The linear–quadratic regulator Part I

The two main goals of this blog post is to introduce what the linear–quadratic regulator (LQR) framework is and to show how to solve LQR problems using Python. The LQR is concerned with operating a dynamic system (a rocket, a car, the economy, etc.) at minimum cost.

In this blog post you will learn

• what the LQR framework is
• how to simulate forward an ordinary differential equation using scipy
• how to solve for the optimal control using the Python Control Systems Library

The Jupyter notebook with the code used to generate this blog post can be found here

I. The LQR framework in a nutshell

Many natural phenomena naturally lead to differential equations. A differential equation is an equation in which the rate of the change of a variable ($\frac{d}{dt} x$) is a function its state $x$. The unknown is a function satisfying both the differential equation and an initial value. For instance, a simple model of the spread of the Covid-19 can be written as a system of differential equations (see for instance the SIR model):

$$ \frac{d}{dt} \boldsymbol{x} = f(\boldsymbol{x},t) $$

The LQR theory studies a special case of the above problem. It focuses on problems where the function $f(\boldsymbol{x},t)$ is linear:

$$ \frac{d}{dt} \boldsymbol{x} = A \boldsymbol{x} $$

The equation above is a “passive” one. We simply observe the trajectory of $\boldsymbol{x}$ and there is nothing we can do about it. The LQR framework is based on the idea that an observer may want to change the trajectory of the system by exerting a control on $\boldsymbol{x}$. In the case of the spread of the Covid-19, the government may want to limit the number of new cases.
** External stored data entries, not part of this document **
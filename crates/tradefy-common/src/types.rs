use std::str::FromStr;

use serde::{Deserialize, Serialize};

use crate::error::AppError;

#[derive(Debug, Clone, Copy, Serialize, Deserialize, PartialEq, Eq)]
#[serde(rename_all = "snake_case")]
pub enum ProductStatus {
    Draft,
    Published,
    Sold,
    Archived,
}

#[derive(Debug, Clone, Copy, Serialize, Deserialize, PartialEq, Eq, Default)]
#[serde(rename_all = "snake_case")]
pub enum ProductCategory {
    Electronics,
    Fashion,
    Home,
    Beauty,
    Sports,
    Toys,
    Books,
    #[default]
    Other,
}

#[derive(Debug, Clone, Copy, Serialize, Deserialize, PartialEq, Eq, Default)]
#[serde(rename_all = "snake_case")]
pub enum PaymentMethod {
    Cash,
    #[default]
    MobileMoney,
    CreditCard,
    BankTransfer,
}

impl ProductStatus {
    pub fn as_str(self) -> &'static str {
        match self {
            Self::Draft => "draft",
            Self::Published => "published",
            Self::Sold => "sold",
            Self::Archived => "archived",
        }
    }
}

impl FromStr for ProductStatus {
    type Err = AppError;

    fn from_str(raw: &str) -> Result<Self, Self::Err> {
        match raw {
            "draft" => Ok(Self::Draft),
            "published" => Ok(Self::Published),
            "sold" => Ok(Self::Sold),
            "archived" => Ok(Self::Archived),
            _ => Err(AppError::InvalidInput(format!("unknown product status: {raw}"))),
        }
    }
}

impl ProductCategory {
    pub fn as_str(self) -> &'static str {
        match self {
            Self::Electronics => "electronics",
            Self::Fashion => "fashion",
            Self::Home => "home",
            Self::Beauty => "beauty",
            Self::Sports => "sports",
            Self::Toys => "toys",
            Self::Books => "books",
            Self::Other => "other",
        }
    }
}

impl FromStr for ProductCategory {
    type Err = AppError;

    fn from_str(raw: &str) -> Result<Self, Self::Err> {
        match raw {
            "electronics" => Ok(Self::Electronics),
            "fashion" => Ok(Self::Fashion),
            "home" => Ok(Self::Home),
            "beauty" => Ok(Self::Beauty),
            "sports" => Ok(Self::Sports),
            "toys" => Ok(Self::Toys),
            "books" => Ok(Self::Books),
            "other" => Ok(Self::Other),
            _ => Err(AppError::InvalidInput(format!(
                "unknown product category: {raw}"
            ))),
        }
    }
}

impl PaymentMethod {
    pub fn as_str(self) -> &'static str {
        match self {
            Self::Cash => "cash",
            Self::MobileMoney => "mobile_money",
            Self::CreditCard => "credit_card",
            Self::BankTransfer => "bank_transfer",
        }
    }
}

impl FromStr for PaymentMethod {
    type Err = AppError;

    fn from_str(raw: &str) -> Result<Self, Self::Err> {
        match raw {
            "cash" => Ok(Self::Cash),
            "mobile_money" => Ok(Self::MobileMoney),
            "credit_card" => Ok(Self::CreditCard),
            "bank_transfer" => Ok(Self::BankTransfer),
            _ => Err(AppError::InvalidInput(format!("unknown payment method: {raw}"))),
        }
    }
}
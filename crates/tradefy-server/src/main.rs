use tradefy_common::config::MarketConfig;
use tracing_subscriber::EnvFilter;

#[tokio::main]
async fn main() -> anyhow::Result<()> {
    tracing_subscriber::fmt()
        .with_env_filter(
            EnvFilter::try_from_default_env().unwrap_or_else(|_| EnvFilter::new("info")),
        )
        .json()
        .init();

    let config = MarketConfig::from_env()?;
    let git_sha = std::env::var("GIT_SHA")
        .ok()
        .or_else(|| std::env::var("TRADEFY_GIT_SHA").ok());
    let boot_id = std::env::var("TRADEFY_BOOT_ID")
        .ok()
        .filter(|value| !value.trim().is_empty())
        .unwrap_or_else(|| format!("tradefy-{}", std::process::id()));

    tradefy_server::serve(config, boot_id, git_sha).await?;
    Ok(())
}
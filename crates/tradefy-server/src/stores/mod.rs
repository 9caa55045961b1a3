pub mod product;
pub mod sale;
pub mod session;
pub mod user;

use sqlx::sqlite::SqliteRow;
use sqlx::{Row, Sqlite};
use tradefy_common::error::{AppError, AppResult};

pub(crate) fn column<'r, T>(row: &'r SqliteRow, name: &str) -> AppResult<T>
where
    T: sqlx::Decode<'r, Sqlite> + sqlx::Type<Sqlite>,
{
    row.try_get(name)
        .map_err(|e| AppError::External(format!("read {name} failed: {e}")))
}

pub(crate) fn count_from_i64(raw: i64) -> AppResult<u64> {
    u64::try_from(raw).map_err(|_| AppError::External(format!("negative count: {raw}")))
}

pub(crate) fn to_i64(value: u64) -> i64 {
    i64::try_from(value).unwrap_or(i64::MAX)
}
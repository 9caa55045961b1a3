use chrono::{DateTime, Duration, Utc};
use serde::Serialize;
use sqlx::sqlite::SqliteRow;
use sqlx::SqlitePool;
use tradefy_common::error::{AppError, AppResult};
use uuid::Uuid;

use super::column;
use crate::db::store_error;

#[derive(Debug, Clone, PartialEq, Serialize)]
pub struct SessionRecord {
    pub session_id: Uuid,
    pub user_id: i64,
    pub lookup_key: String,
    #[serde(skip_serializing)]
    pub secret_hash: String,
    pub expires_at: String,
}

impl SessionRecord {
    /// Unparseable expiry counts as expired.
    pub fn is_expired(&self, now: DateTime<Utc>) -> bool {
        DateTime::parse_from_rfc3339(&self.expires_at)
            .map(|expires_at| expires_at.with_timezone(&Utc) <= now)
            .unwrap_or(true)
    }
}

#[derive(Clone)]
pub struct SessionStore {
    pool: SqlitePool,
}

impl SessionStore {
    pub fn new(pool: SqlitePool) -> Self {
        Self { pool }
    }

    pub async fn create(
        &self,
        user_id: i64,
        lookup_key: &str,
        secret_hash: &str,
        ttl_hours: i64,
    ) -> AppResult<SessionRecord> {
        let session_id = Uuid::new_v4();
        let expires_at = (Utc::now() + Duration::hours(ttl_hours)).to_rfc3339();

        sqlx::query(
            "INSERT INTO sessions (session_id, user_id, lookup_key, secret_hash, expires_at) \
             VALUES (?1, ?2, ?3, ?4, ?5)",
        )
        .bind(session_id.to_string())
        .bind(user_id)
        .bind(lookup_key)
        .bind(secret_hash)
        .bind(&expires_at)
        .execute(&self.pool)
        .await
        .map_err(|e| store_error("failed to create session", e))?;

        Ok(SessionRecord {
            session_id,
            user_id,
            lookup_key: lookup_key.to_string(),
            secret_hash: secret_hash.to_string(),
            expires_at,
        })
    }

    pub async fn find(&self, lookup_key: &str) -> AppResult<Option<SessionRecord>> {
        let row = sqlx::query(
            "SELECT session_id, user_id, lookup_key, secret_hash, expires_at \
             FROM sessions WHERE lookup_key = ?1",
        )
        .bind(lookup_key)
        .fetch_optional(&self.pool)
        .await
        .map_err(|e| store_error("failed to lookup session", e))?;

        row.map(row_to_session).transpose()
    }

    pub async fn delete(&self, lookup_key: &str) -> AppResult<()> {
        sqlx::query("DELETE FROM sessions WHERE lookup_key = ?1")
            .bind(lookup_key)
            .execute(&self.pool)
            .await
            .map_err(|e| store_error("failed to delete session", e))?;
        Ok(())
    }

    /// Signs the user out everywhere; returns how many sessions were dropped.
    pub async fn delete_for_user(&self, user_id: i64) -> AppResult<u64> {
        let result = sqlx::query("DELETE FROM sessions WHERE user_id = ?1")
            .bind(user_id)
            .execute(&self.pool)
            .await
            .map_err(|e| store_error("failed to delete sessions", e))?;
        Ok(result.rows_affected())
    }
}

fn row_to_session(row: SqliteRow) -> AppResult<SessionRecord> {
    let session_id: String = column(&row, "session_id")?;

    Ok(SessionRecord {
        session_id: Uuid::parse_str(&session_id)
            .map_err(|e| AppError::External(format!("invalid session_id uuid: {e}")))?,
        user_id: column(&row, "user_id")?,
        lookup_key: column(&row, "lookup_key")?,
        secret_hash: column(&row, "secret_hash")?,
        expires_at: column(&row, "expires_at")?,
    })
}

#[cfg(test)]
mod tests {
    use chrono::{Duration, Utc};

    use super::SessionStore;
    use crate::db::test_pool;
    use crate::stores::user::{NewUser, UserStore};

    async fn seed_user(pool: &sqlx::SqlitePool) -> i64 {
        UserStore::new(pool.clone())
            .create(NewUser {
                username: "kofi".to_string(),
                email: "kofi@example.com".to_string(),
                password_hash: "hash".to_string(),
                ..NewUser::default()
            })
            .await
            .expect("user")
            .id
    }

    #[tokio::test]
    async fn create_find_delete_session() {
        let pool = test_pool().await;
        let user_id = seed_user(&pool).await;

        let store = SessionStore::new(pool);
        let created = store
            .create(user_id, "0a1b2c3d4e5f", "hash", 24)
            .await
            .expect("create");
        assert!(!created.is_expired(Utc::now()));
        assert!(created.is_expired(Utc::now() + Duration::hours(25)));

        let found = store
            .find("0a1b2c3d4e5f")
            .await
            .expect("lookup")
            .expect("exists");
        assert_eq!(found.user_id, user_id);

        store.delete("0a1b2c3d4e5f").await.expect("delete");
        assert!(store.find("0a1b2c3d4e5f").await.expect("lookup").is_none());
    }

    #[tokio::test]
    async fn lookup_keys_are_unique_and_user_wide_delete_clears_all() {
        let pool = test_pool().await;
        let user_id = seed_user(&pool).await;
        let store = SessionStore::new(pool);

        store.create(user_id, "aaaaaaaaaaaa", "h1", 24).await.expect("first");
        store.create(user_id, "bbbbbbbbbbbb", "h2", 24).await.expect("second");
        let dup = store.create(user_id, "aaaaaaaaaaaa", "h3", 24).await;
        assert!(dup.is_err());

        assert_eq!(store.delete_for_user(user_id).await.expect("delete"), 2);
        assert!(store.find("bbbbbbbbbbbb").await.expect("lookup").is_none());
    }
}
When considering the economy, a central bank may want to control the interest rate to reach its inflation target. In the case of the SpaceX, the engineers may want to stabilize the rocket so that it does not explode when trying to land back on Earth.

In the LQR framework, the controller wants to stabilize the system to reach one of its steady-state values, defined by:

$$ \boldsymbol{x_{ss}} = A \boldsymbol{x_{ss}} $$

We need to take into consideration the impact that the controller has on the system. Let us add the control, denoted by $u$, to the uncontrolled system from above:

$$ \frac{d}{dt} \boldsymbol{x} = A \boldsymbol{x} + B \boldsymbol{u} $$

where $B$ is a matrix capturing the idea that the controller could only control some elements of $\boldsymbol{x}$.

However, there is no free lunch. In order to stabilize the system, the controller needs to pay a cost. Going back to our rocket example, some fuel is burnt in order to stabilize the trajectory of the rocket. The LQR is based on a cost function that is quadratic. This quadratic assumption simplifies the algebra substantially and captures the intuitive idea that doubling the effort actually costs four times more, not two times more.

Let us assume that the steady state of the system is $\boldsymbol{0}$. This is without loss of generality, because we can rewrite the system as a deviation from its steady-state value $\boldsymbol{\tilde{x}} \equiv \boldsymbol{x} - \boldsymbol{x_{ss}}$, in which case the steady-state is reached for $\boldsymbol{\tilde{x}} = \boldsymbol{0}$.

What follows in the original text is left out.